The Racial Composition of Forensic DNA Databases

Forensic DNA databases have received an inordinate amount of academic and judicial attention. From their inception, numerous scholars, advocates, and judges have wrestled with the proper reach of DNA collection, retention, and search policies. Central to these debates are concerns about racial equity in forensic genetic practices. Yet when such questions arise, critics typically just assert that forensic DNA databases are not demographically representative. Such assertions are expressed in vague or conclusory terms, without a citation to actual data or even to concrete estimates about the actual composition of DNA databases.

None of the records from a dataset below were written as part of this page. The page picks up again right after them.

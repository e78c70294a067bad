//! Test helpers.

use std::io::{self, Write};
use std::sync::{Arc, Mutex};

/// In-memory writer whose clones share one buffer.
#[derive(Clone, Default)]
pub struct SharedBuffer(Arc<Mutex<Vec<u8>>>);

impl SharedBuffer {
    pub fn contents(&self) -> String {
        String::from_utf8(self.0.lock().unwrap().clone()).unwrap()
    }

    pub fn json_lines(&self) -> Vec<serde_json::Value> {
        self.contents()
            .lines()
            .map(|line| serde_json::from_str(line).unwrap())
            .collect()
    }
}

impl Write for SharedBuffer {
    fn write(&mut self, buf: &[u8]) -> io::Result<usize> {
        self.0.lock().unwrap().extend_from_slice(buf);
        Ok(buf.len())
    }

    fn flush(&mut self) -> io::Result<()> {
        Ok(())
    }
}
//! Configuration loading from disk.

use std::fs;
use std::path::Path;

use thiserror::Error;

use crate::config::schema::ServiceConfig;
use crate::config::validation::{validate_config, ValidationError};

/// Error type for configuration loading.
#[derive(Debug, Error)]
pub enum ConfigError {
    #[error("IO error: {0}")]
    Io(#[from] std::io::Error),

    #[error("Parse error: {0}")]
    Parse(#[from] toml::de::Error),

    #[error("Validation failed: {}", join_errors(.0))]
    Validation(Vec<ValidationError>),
}

fn join_errors(errors: &[ValidationError]) -> String {
    errors
        .iter()
        .map(ToString::to_string)
        .collect::<Vec<_>>()
        .join(", ")
}

/// Parse and validate configuration from TOML text.
pub fn parse_config(content: &str) -> Result<ServiceConfig, ConfigError> {
    let config: ServiceConfig = toml::from_str(content)?;
    validate_config(&config).map_err(ConfigError::Validation)?;
    Ok(config)
}

/// Load and validate configuration from a TOML file.
pub fn load_config(path: &Path) -> Result<ServiceConfig, ConfigError> {
    let content = fs::read_to_string(path)?;
    let config = parse_config(&content)?;

    tracing::debug!(path = %path.display(), env = %config.env, "Configuration loaded");
    Ok(config)
}
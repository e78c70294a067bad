//! Observability subsystem.
//!
//! # Data Flow
//! ```text
//! tracing::info!(...) anywhere in the process
//!     → layer.rs (event → Entry, level check)
//!     → logger.rs (hooks in order, e.g. caller.rs adds file/func/line)
//!     → format.rs (JSON or text line)
//!     → current sink (turbo.log, stderr, or an override)
//! ```
//!
//! # Design Decisions
//! - One explicit Logger handle, installed once as the global dispatcher
//! - Hooks are plain trait objects run synchronously
//! - Writes are synchronous and unbuffered beyond the destination itself

use std::path::PathBuf;

use thiserror::Error;

pub mod caller;
pub mod entry;
pub mod format;
pub mod hooks;
pub mod layer;
pub mod logger;
pub mod logging;
pub mod paths;

#[cfg(test)]
pub(crate) mod testing;

pub use caller::{Caller, CallerLocator, Frame};
pub use entry::{Callsite, Entry};
pub use format::Format;
pub use hooks::Hook;
pub use logger::{Logger, LoggerBuilder};
pub use logging::{init, initialize, install};

/// Errors raised while setting up logging.
#[derive(Debug, Error)]
pub enum LoggingError {
    #[error("failed to create log directory {}: {source}", path.display())]
    CreateDir {
        path: PathBuf,
        #[source]
        source: std::io::Error,
    },

    #[error("failed to open log file {}: {source}", path.display())]
    OpenFile {
        path: PathBuf,
        #[source]
        source: std::io::Error,
    },

    #[error("a global logger is already installed")]
    AlreadyInstalled,
}
//! Entry formatters.
//!
//! # Formats
//! - `Json`: one object per line, `level` / `msg` / `time` plus every field
//! - `Text`: `time=... level=... msg=...` followed by sorted `key=value` pairs
//!
//! # Design Decisions
//! - User fields that collide with `level`, `msg` or `time` are kept under a
//!   `fields.` prefix instead of being dropped
//! - Text values are quoted only when they need it

use std::fmt::Write as _;

use chrono::SecondsFormat;
use serde_json::{Map, Value};

use crate::observability::entry::{level_name, Entry};

const RESERVED: [&str; 3] = ["level", "msg", "time"];

/// Serialization strategy for entries.
#[derive(Debug, Clone, Copy, PartialEq, Eq)]
pub enum Format {
    Json,
    Text,
}

impl Format {
    /// Render an entry as one line, including the trailing newline.
    pub fn render(&self, entry: &Entry) -> String {
        match self {
            Format::Json => render_json(entry),
            Format::Text => render_text(entry),
        }
    }
}

fn timestamp(entry: &Entry) -> String {
    entry.time.to_rfc3339_opts(SecondsFormat::Secs, true)
}

fn field_key(key: &str) -> String {
    if RESERVED.contains(&key) {
        format!("fields.{}", key)
    } else {
        key.to_string()
    }
}

fn render_json(entry: &Entry) -> String {
    let mut map = Map::new();
    for (key, value) in &entry.fields {
        map.insert(field_key(key), value.clone());
    }
    map.insert("level".into(), level_name(&entry.level).into());
    map.insert("msg".into(), entry.message.clone().into());
    map.insert("time".into(), timestamp(entry).into());

    let mut line = Value::Object(map).to_string();
    line.push('\n');
    line
}

fn render_text(entry: &Entry) -> String {
    let mut line = String::new();
    append_pair(&mut line, "time", &timestamp(entry));
    append_pair(&mut line, "level", level_name(&entry.level));
    if !entry.message.is_empty() {
        append_pair(&mut line, "msg", &entry.message);
    }

    for (key, value) in &entry.fields {
        let value = match value {
            Value::String(s) => s.clone(),
            other => other.to_string(),
        };
        append_pair(&mut line, &field_key(key), &value);
    }

    line.push('\n');
    line
}

fn append_pair(line: &mut String, key: &str, value: &str) {
    if !line.is_empty() {
        line.push(' ');
    }
    line.push_str(key);
    line.push('=');
    if needs_quoting(value) {
        // Debug formatting escapes quotes and control characters.
        let _ = write!(line, "{:?}", value);
    } else {
        line.push_str(value);
    }
}

fn needs_quoting(value: &str) -> bool {
    value.is_empty()
        || !value
            .chars()
            .all(|c| c.is_ascii_alphanumeric() || matches!(c, '-' | '.' | '_' | '/' | '@' | '^' | '+'))
}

This Article endeavors to fill these gaps in the literature by providing demographic information about the composition of forensic DNA databases. We draw upon two sources. First, we obtained data from states in response to our requests under freedom of information laws. Second, we devised an original estimate based on public information about each state’s DNA collection policies and the demographic data that matches those policies. In other words, we reverse-engineered the national DNA database. Both approaches revealed dramatic disparities in the racial composition of DNA databases, including that DNA profiles from Black persons are collected at two to three times the rate of White persons.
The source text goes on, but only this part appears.